Ah, I here you wonder, what is a Spiv? Well the picture of a Spiv in those days of the 1940s and 50s was a flashy suited "gentleman", loud tie, pointy-toed shoes, light camel-hair overcoat all topped with an American style Fedora hat over slicked Bryllcreamed hair. This "gentleman" was a wheeler-dealer, he could get you anything... petrol, butter, meat, in fact anything that was rationed, a luxury or in short supply in austerity Britain but at a price. He had plenty of customers clammering for his goods, be it food, nylons for the girls or petrol for a visit to relatives.

He operated the local black market and knew all the sources of illegal goods. Some farmers would sell him meat, poultry or eggs. Some people sold him their surplus produce. If he could not find sellers of these sources
He would not think twice of stealing them if he had to without getting caught. There were always sellers of illegal goods if the price was right and buyers of rationed goods at inflated prices. He was the middleman.

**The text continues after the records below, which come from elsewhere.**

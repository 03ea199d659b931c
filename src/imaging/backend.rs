//! Backend identity, the shared error type, and native resource accounting.
//!
//! Two engines sit behind every [`ImageHandle`](super::ImageHandle):
//!
//! | Backend | Engine | Native resource |
//! |---|---|---|
//! | [`Backend::Geometry`] | `image` crate | one decoded `DynamicImage` |
//! | [`Backend::Typography`] | 16-bit RGBA canvas + `fontdue`/`tiny-skia` | one drawing canvas |
//!
//! Each engine handle holds a [`NativeLease`] taken from the [`EngineStats`]
//! of the engine context that created it. Dropping the handle returns the
//! lease exactly once, which is what the no-leak tests count.

use std::path::PathBuf;
use std::sync::atomic::{AtomicU64, Ordering};
use thiserror::Error;

#[derive(Error, Debug)]
pub enum ImagingError {
    #[error("IO error: {0}")]
    Io(#[from] std::io::Error),
    #[error("Input not found: {}", .0.display())]
    NotFound(PathBuf),
    #[error("Load failed: {0}")]
    LoadFailed(String),
    #[error("Backend conversion failed: {0}")]
    ConversionFailed(String),
    #[error("Geometry engine error: {0}")]
    Engine(String),
    #[error("Typography engine error: {0}")]
    Typography(String),
    #[error("Unsupported format: {0}")]
    UnsupportedFormat(String),
    #[error("Invalid operation: {0}")]
    InvalidOperation(String),
    #[error("Save failed: {0}")]
    SaveFailed(String),
    #[error("Allocation failed: {0}")]
    AllocationFailed(String),
}

/// Result type for every imaging operation.
pub type Result<T> = std::result::Result<T, ImagingError>;

/// Which engine currently holds an image's pixels.
#[derive(Debug, Clone, Copy, PartialEq, Eq, Hash)]
pub enum Backend {
    Geometry,
    Typography,
}

impl std::fmt::Display for Backend {
    fn fmt(&self, f: &mut std::fmt::Formatter<'_>) -> std::fmt::Result {
        match self {
            Backend::Geometry => f.write_str("geometry"),
            Backend::Typography => f.write_str("typography"),
        }
    }
}

/// Metadata reads that both engine handles answer identically.
///
/// `channels` follows the logical interleaved layout: 1 gray, 2 gray+alpha,
/// 3 rgb, 4 rgba. Neither engine may report its internal storage layout.
pub trait EngineImage {
    fn width(&self) -> u32;
    fn height(&self) -> u32;
    fn channels(&self) -> u8;
    fn has_alpha(&self) -> bool;
}

/// Identity of one native engine resource.
#[derive(Debug, Clone, Copy, PartialEq, Eq, Hash, PartialOrd, Ord)]
pub struct NativeId(u64);

/// Live counters of native resources created and released by one engine context.
#[derive(Debug, Default)]
pub struct EngineStats {
    next_id: AtomicU64,
    geometry_created: AtomicU64,
    geometry_released: AtomicU64,
    typography_created: AtomicU64,
    typography_released: AtomicU64,
    conversions: AtomicU64,
}

/// Point-in-time copy of [`EngineStats`].
#[derive(Debug, Clone, Copy, Default, PartialEq, Eq)]
pub struct StatsSnapshot {
    pub geometry_created: u64,
    pub geometry_released: u64,
    pub typography_created: u64,
    pub typography_released: u64,
    pub conversions: u64,
}

impl StatsSnapshot {
    /// Native handles currently alive across both engines.
    pub fn live(&self) -> u64 {
        (self.geometry_created - self.geometry_released)
            + (self.typography_created - self.typography_released)
    }

    /// Native handles released across both engines.
    pub fn released(&self) -> u64 {
        self.geometry_released + self.typography_released
    }
}

impl EngineStats {
    pub fn snapshot(&self) -> StatsSnapshot {
        StatsSnapshot {
            geometry_created: self.geometry_created.load(Ordering::SeqCst),
            geometry_released: self.geometry_released.load(Ordering::SeqCst),
            typography_created: self.typography_created.load(Ordering::SeqCst),
            typography_released: self.typography_released.load(Ordering::SeqCst),
            conversions: self.conversions.load(Ordering::SeqCst),
        }
    }

    pub(crate) fn record_conversion(&self) {
        self.conversions.fetch_add(1, Ordering::SeqCst);
    }

    fn counters(&self, backend: Backend) -> (&AtomicU64, &AtomicU64) {
        match backend {
            Backend::Geometry => (&self.geometry_created, &self.geometry_released),
            Backend::Typography => (&self.typography_created, &self.typography_released),
        }
    }
}

/// Ownership token for one native resource.
///
/// Not `Clone`: a lease is returned exactly once, when its owner drops.
#[derive(Debug)]
pub struct NativeLease {
    id: NativeId,
    backend: Backend,
    stats: std::sync::Arc<EngineStats>,
}

impl NativeLease {
    pub(crate) fn acquire(stats: &std::sync::Arc<EngineStats>, backend: Backend) -> Self {
        let id = NativeId(stats.next_id.fetch_add(1, Ordering::SeqCst));
        stats.counters(backend).0.fetch_add(1, Ordering::SeqCst);
        Self {
            id,
            backend,
            stats: std::sync::Arc::clone(stats),
        }
    }

    pub fn id(&self) -> NativeId {
        self.id
    }

    pub(crate) fn stats(&self) -> &std::sync::Arc<EngineStats> {
        &self.stats
    }
}

impl Drop for NativeLease {
    fn drop(&mut self) {
        self.stats
            .counters(self.backend)
            .1
            .fetch_add(1, Ordering::SeqCst);
    }
}
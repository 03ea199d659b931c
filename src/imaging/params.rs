//! Parameter types for image operations.
//!
//! These types describe *what* to do, not *how* to do it. They are shared by
//! the routing layer ([`handle`](super::handle)) and both engines, so a
//! caller never sees an engine-specific enum.
//!
//! ## Types
//!
//! - [`Quality`]: Lossy encoding quality (1–100, default 90). Clamped on construction.
//! - [`SaveOptions`]: Quality, lossless flag, PNG compression, encoder effort.
//! - [`OutputFormat`]: Encodable formats and extension lookup.
//! - [`Kernel`], [`Angle`], [`Direction`], [`Interesting`], [`ColorSpace`]: geometry knobs.
//! - [`Color`]: RGBA color with CSS-ish parsing; used for backgrounds and text ink.
//! - [`Gravity`], [`TextAlign`]: text placement.

use std::path::Path;

/// Quality setting for lossy image encoding (1-100).
#[derive(Debug, Clone, Copy, PartialEq, Eq)]
pub struct Quality(pub u32);

impl Quality {
    pub fn new(value: u32) -> Self {
        Self(value.clamp(1, 100))
    }

    pub fn value(self) -> u32 {
        self.0
    }
}

impl Default for Quality {
    fn default() -> Self {
        Self(90)
    }
}

/// Encoder settings for `to_file` / `to_buffer`.
#[derive(Debug, Clone, Copy, PartialEq, Eq)]
pub struct SaveOptions {
    pub quality: Quality,
    /// Request lossless output. Only meaningful for WebP, which this build
    /// can only write losslessly.
    pub lossless: bool,
    /// PNG compression level, 0 (fastest) to 9 (smallest).
    pub compression: u8,
    /// Encoder effort, 0 (fastest) to 9 (slowest). Drives the AVIF speed.
    pub effort: u8,
}

impl Default for SaveOptions {
    fn default() -> Self {
        Self {
            quality: Quality::default(),
            lossless: true,
            compression: 6,
            effort: 4,
        }
    }
}

impl SaveOptions {
    pub fn with_quality(quality: u32) -> Self {
        Self {
            quality: Quality::new(quality),
            ..Self::default()
        }
    }
}

/// Output formats the geometry engine can encode.
#[derive(Debug, Clone, Copy, PartialEq, Eq)]
pub enum OutputFormat {
    Png,
    Jpeg,
    WebP,
    Tiff,
    Gif,
    Avif,
}

impl OutputFormat {
    pub fn from_extension(ext: &str) -> Option<Self> {
        match ext.to_ascii_lowercase().as_str() {
            "png" => Some(Self::Png),
            "jpg" | "jpeg" => Some(Self::Jpeg),
            "webp" => Some(Self::WebP),
            "tif" | "tiff" => Some(Self::Tiff),
            "gif" => Some(Self::Gif),
            "avif" => Some(Self::Avif),
            _ => None,
        }
    }

    pub fn from_path(path: &Path) -> Option<Self> {
        path.extension()
            .and_then(|e| e.to_str())
            .and_then(Self::from_extension)
    }

    pub fn name(self) -> &'static str {
        match self {
            Self::Png => "png",
            Self::Jpeg => "jpeg",
            Self::WebP => "webp",
            Self::Tiff => "tiff",
            Self::Gif => "gif",
            Self::Avif => "avif",
        }
    }
}

/// Resampling kernel for resize.
#[derive(Debug, Clone, Copy, PartialEq, Eq, Default)]
pub enum Kernel {
    Nearest,
    Linear,
    Cubic,
    Gaussian,
    #[default]
    Lanczos3,
}

impl Kernel {
    pub fn parse(name: &str) -> Option<Self> {
        match name.to_ascii_lowercase().as_str() {
            "nearest" => Some(Self::Nearest),
            "linear" => Some(Self::Linear),
            "cubic" => Some(Self::Cubic),
            "gaussian" => Some(Self::Gaussian),
            "lanczos3" | "lanczos" => Some(Self::Lanczos3),
            _ => None,
        }
    }
}

/// Fixed right-angle rotations (clockwise).
#[derive(Debug, Clone, Copy, PartialEq, Eq)]
pub enum Angle {
    D90,
    D180,
    D270,
}

impl Angle {
    /// Map a whole-degree angle to a fixed rotation, if it is one.
    pub fn from_degrees(degrees: f64) -> Option<Self> {
        let normalized = degrees.rem_euclid(360.0);
        if normalized == 90.0 {
            Some(Self::D90)
        } else if normalized == 180.0 {
            Some(Self::D180)
        } else if normalized == 270.0 {
            Some(Self::D270)
        } else {
            None
        }
    }
}

/// Flip direction.
#[derive(Debug, Clone, Copy, PartialEq, Eq)]
pub enum Direction {
    Horizontal,
    Vertical,
}

/// Strategy for choosing the crop window in a smart crop.
#[derive(Debug, Clone, Copy, PartialEq, Eq, Default)]
pub enum Interesting {
    /// Keep the centre.
    Centre,
    /// Repeatedly drop the lower-entropy edge.
    #[default]
    Entropy,
    /// Keep the window with the most edge energy and saturation.
    Attention,
}

impl Interesting {
    pub fn parse(name: &str) -> Option<Self> {
        match name.to_ascii_lowercase().as_str() {
            "centre" | "center" => Some(Self::Centre),
            "entropy" => Some(Self::Entropy),
            "attention" => Some(Self::Attention),
            _ => None,
        }
    }
}

/// Target color space for `colourspace`.
#[derive(Debug, Clone, Copy, PartialEq, Eq)]
pub enum ColorSpace {
    Grayscale,
    Srgb,
}

/// Straight-alpha RGBA color, one byte per channel.
#[derive(Debug, Clone, Copy, PartialEq, Eq)]
pub struct Color {
    pub r: u8,
    pub g: u8,
    pub b: u8,
    pub a: u8,
}

impl Color {
    pub const BLACK: Color = Color::rgb(0, 0, 0);
    pub const WHITE: Color = Color::rgb(255, 255, 255);
    pub const TRANSPARENT: Color = Color::rgba(0, 0, 0, 0);

    pub const fn rgb(r: u8, g: u8, b: u8) -> Self {
        Self { r, g, b, a: 255 }
    }

    pub const fn rgba(r: u8, g: u8, b: u8, a: u8) -> Self {
        Self { r, g, b, a }
    }

    pub fn is_gray(self) -> bool {
        self.r == self.g && self.g == self.b
    }

    pub fn to_array(self) -> [u8; 4] {
        [self.r, self.g, self.b, self.a]
    }

    /// Parse `#rgb`, `#rrggbb`, `#rrggbbaa`, `rgb(r, g, b)`, `rgba(r, g, b, a)`
    /// (alpha as 0.0–1.0) or one of a few names.
    pub fn parse(input: &str) -> Option<Self> {
        let s = input.trim().to_ascii_lowercase();
        match s.as_str() {
            "black" => return Some(Self::BLACK),
            "white" => return Some(Self::WHITE),
            "transparent" | "none" => return Some(Self::TRANSPARENT),
            "red" => return Some(Self::rgb(255, 0, 0)),
            "green" => return Some(Self::rgb(0, 128, 0)),
            "blue" => return Some(Self::rgb(0, 0, 255)),
            "gray" | "grey" => return Some(Self::rgb(128, 128, 128)),
            _ => {}
        }

        if let Some(hex) = s.strip_prefix('#') {
            return parse_hex(hex);
        }
        if let Some(body) = s.strip_prefix("rgba(").and_then(|r| r.strip_suffix(')')) {
            let parts: Vec<&str> = body.split(',').map(str::trim).collect();
            if parts.len() != 4 {
                return None;
            }
            let alpha: f32 = parts[3].parse().ok()?;
            if !(0.0..=1.0).contains(&alpha) {
                return None;
            }
            return Some(Self::rgba(
                parts[0].parse().ok()?,
                parts[1].parse().ok()?,
                parts[2].parse().ok()?,
                (alpha * 255.0).round() as u8,
            ));
        }
        if let Some(body) = s.strip_prefix("rgb(").and_then(|r| r.strip_suffix(')')) {
            let parts: Vec<&str> = body.split(',').map(str::trim).collect();
            if parts.len() != 3 {
                return None;
            }
            return Some(Self::rgb(
                parts[0].parse().ok()?,
                parts[1].parse().ok()?,
                parts[2].parse().ok()?,
            ));
        }
        None
    }
}

fn parse_hex(hex: &str) -> Option<Color> {
    if !hex.chars().all(|c| c.is_ascii_hexdigit()) {
        return None;
    }
    let byte = |i: usize| u8::from_str_radix(&hex[i..i + 2], 16).ok();
    match hex.len() {
        3 => {
            let nib = |i: usize| u8::from_str_radix(&hex[i..i + 1], 16).ok().map(|v| v * 17);
            Some(Color::rgb(nib(0)?, nib(1)?, nib(2)?))
        }
        6 => Some(Color::rgb(byte(0)?, byte(2)?, byte(4)?)),
        8 => Some(Color::rgba(byte(0)?, byte(2)?, byte(4)?, byte(6)?)),
        _ => None,
    }
}

/// Where a text block is anchored on the image.
///
/// `None` means the `(x, y)` given to `draw_text` is the baseline origin of
/// the first line. Any other gravity places the whole block against that
/// edge or corner and treats `(x, y)` as an inward offset.
#[derive(Debug, Clone, Copy, PartialEq, Eq, Default)]
pub enum Gravity {
    #[default]
    None,
    NorthWest,
    North,
    NorthEast,
    West,
    Center,
    East,
    SouthWest,
    South,
    SouthEast,
}

impl Gravity {
    pub fn parse(name: &str) -> Option<Self> {
        match name.to_ascii_lowercase().as_str() {
            "none" => Some(Self::None),
            "northwest" => Some(Self::NorthWest),
            "north" => Some(Self::North),
            "northeast" => Some(Self::NorthEast),
            "west" => Some(Self::West),
            "center" | "centre" => Some(Self::Center),
            "east" => Some(Self::East),
            "southwest" => Some(Self::SouthWest),
            "south" => Some(Self::South),
            "southeast" => Some(Self::SouthEast),
            _ => None,
        }
    }
}

/// Horizontal alignment of lines within a multi-line text block.
#[derive(Debug, Clone, Copy, PartialEq, Eq, Default)]
pub enum TextAlign {
    #[default]
    Left,
    Center,
    Right,
}

#[cfg(test)]
mod tests {
    use super::*;

    #[test]
    fn quality_clamps() {
        assert_eq!(Quality::new(0).value(), 1);
        assert_eq!(Quality::new(250).value(), 100);
        assert_eq!(Quality::default().value(), 90);
    }

    #[test]
    fn format_from_path() {
        assert_eq!(
            OutputFormat::from_path(Path::new("a/b.JPG")),
            Some(OutputFormat::Jpeg)
        );
        assert_eq!(
            OutputFormat::from_path(Path::new("x.tif")),
            Some(OutputFormat::Tiff)
        );
        assert_eq!(OutputFormat::from_path(Path::new("x.bmp")), None);
        assert_eq!(OutputFormat::from_path(Path::new("noext")), None);
    }

    #[test]
    fn angle_from_degrees() {
        assert_eq!(Angle::from_degrees(90.0), Some(Angle::D90));
        assert_eq!(Angle::from_degrees(-90.0), Some(Angle::D270));
        assert_eq!(Angle::from_degrees(540.0), Some(Angle::D180));
        assert_eq!(Angle::from_degrees(45.0), None);
        assert_eq!(Angle::from_degrees(0.0), None);
    }

    #[test]
    fn color_parse_hex_forms() {
        assert_eq!(Color::parse("#fff"), Some(Color::WHITE));
        assert_eq!(Color::parse("#102030"), Some(Color::rgb(16, 32, 48)));
        assert_eq!(
            Color::parse("#10203080"),
            Some(Color::rgba(16, 32, 48, 128))
        );
        assert_eq!(Color::parse("#12345"), None);
        assert_eq!(Color::parse("#gggggg"), None);
    }

    #[test]
    fn color_parse_functional_and_names() {
        assert_eq!(Color::parse("rgb(1, 2, 3)"), Some(Color::rgb(1, 2, 3)));
        assert_eq!(
            Color::parse("rgba(255,0,0,0.5)"),
            Some(Color::rgba(255, 0, 0, 128))
        );
        assert_eq!(Color::parse("rgba(255,0,0,2)"), None);
        assert_eq!(Color::parse(" Black "), Some(Color::BLACK));
        assert_eq!(Color::parse("none"), Some(Color::TRANSPARENT));
        assert_eq!(Color::parse("chartreuse"), None);
    }

    #[test]
    fn color_is_gray() {
        assert!(Color::rgb(7, 7, 7).is_gray());
        assert!(!Color::rgb(7, 7, 8).is_gray());
    }

    #[test]
    fn enum_parsers() {
        assert_eq!(Kernel::parse("Lanczos"), Some(Kernel::Lanczos3));
        assert_eq!(Interesting::parse("center"), Some(Interesting::Centre));
        assert_eq!(Gravity::parse("SouthEast"), Some(Gravity::SouthEast));
        assert_eq!(Gravity::parse("up"), None);
    }
}
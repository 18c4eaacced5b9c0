/// Format an amount as whole Rupiah with thousands separators: Rp1,234,567
pub fn money(val: f64) -> String {
    let rounded = val.round();
    let negative = rounded < 0.0;
    let int_part = format!("{:.0}", rounded.abs());

    let mut with_commas = String::new();
    for (i, c) in int_part.chars().rev().enumerate() {
        if i > 0 && i % 3 == 0 {
            with_commas.push(',');
        }
        with_commas.push(c);
    }
    let with_commas: String = with_commas.chars().rev().collect();

    if negative {
        format!("-Rp{with_commas}")
    } else {
        format!("Rp{with_commas}")
    }
}

pub fn pct(val: f64) -> String {
    format!("{val:.2}%")
}

/// Percentage change from `previous` to `current`; zero when there is no base.
pub fn pct_change(current: f64, previous: f64) -> f64 {
    if previous == 0.0 {
        0.0
    } else {
        (current - previous) / previous * 100.0
    }
}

His name stemmed from the word VIPs... Very Important Persons spelt in reverse according the most popular explanation of the era. I tend to believe this explanation, there are other suggested ones.

In many peoples eyes a Spiv was a necessary evil, for he did bring a little sparkle into the lives of people of dull, austerity-ridden Britain.

1 December 2003

Rationing

Rationing started at the beginning of WW2 and continued for 14 years... it was 1953 before the last item, meat was released from rationing.

1940-1945 Random facts

Typical examples per person per week:-
Butter........4oz....113gms.
Meat..........1lb.....450gms.
Tea............2oz....57gms.
Sugar........12oz...340gms.
Margarine..2oz....57gms.
Bacon........4oz....113gms.
1 egg per week per ration book!
Icing sugar banned.

Tiered wedding cakes were frequently made from cardboard and were hired from bakers.
Paper was in such short supply that wrapping of shopping items were forbidden.
In 1941 cheese was down to 1oz... 28 gms.
In 1942 you were asked to use no more than 5 ins. of water in your bath to save fuel.
Between 1939 and 1945 80,000 civilian adult men, women and children were killed on the home front by enemy action.

Just about every food item and shopping items were rationed. Queues at shops were an everyday occurrence and when your turn came it did not guarantee the food items were still available, most were in short supply. Every person, baby to adult had a ration book with tear out stamps for your quota. Many items disappeared off the shelves altogether.

Clothing coupons were issued each year. An overcoat would cost almost a years issue of coupons. That is if you could find one for sale. It would be made from poor utility cloth.

Grow your own was encouraged. It was illegal, carrying a heavy penalty to sell your surplus. Flower beds and front gardens in the towns were turned over to vegetables and back gardens... if you had one, to hens and even pigs and goats if you had scraps to feed them.

Certain items as extras were available to babies and children essential to their growth. Their special ration books containing stamps for cod liver oil and orange juice. Eggs were also increased.

After WW2 in the late 1940s some items were slowly released from rationing and some of the rationed allowances were increased.

Research in later years showed that the population of the UK was the most healthy ever during and after WW2

An interesting website to visit for WW2 and the home front can be found HERE

I was 14 years old before I saw and tasted my first banana.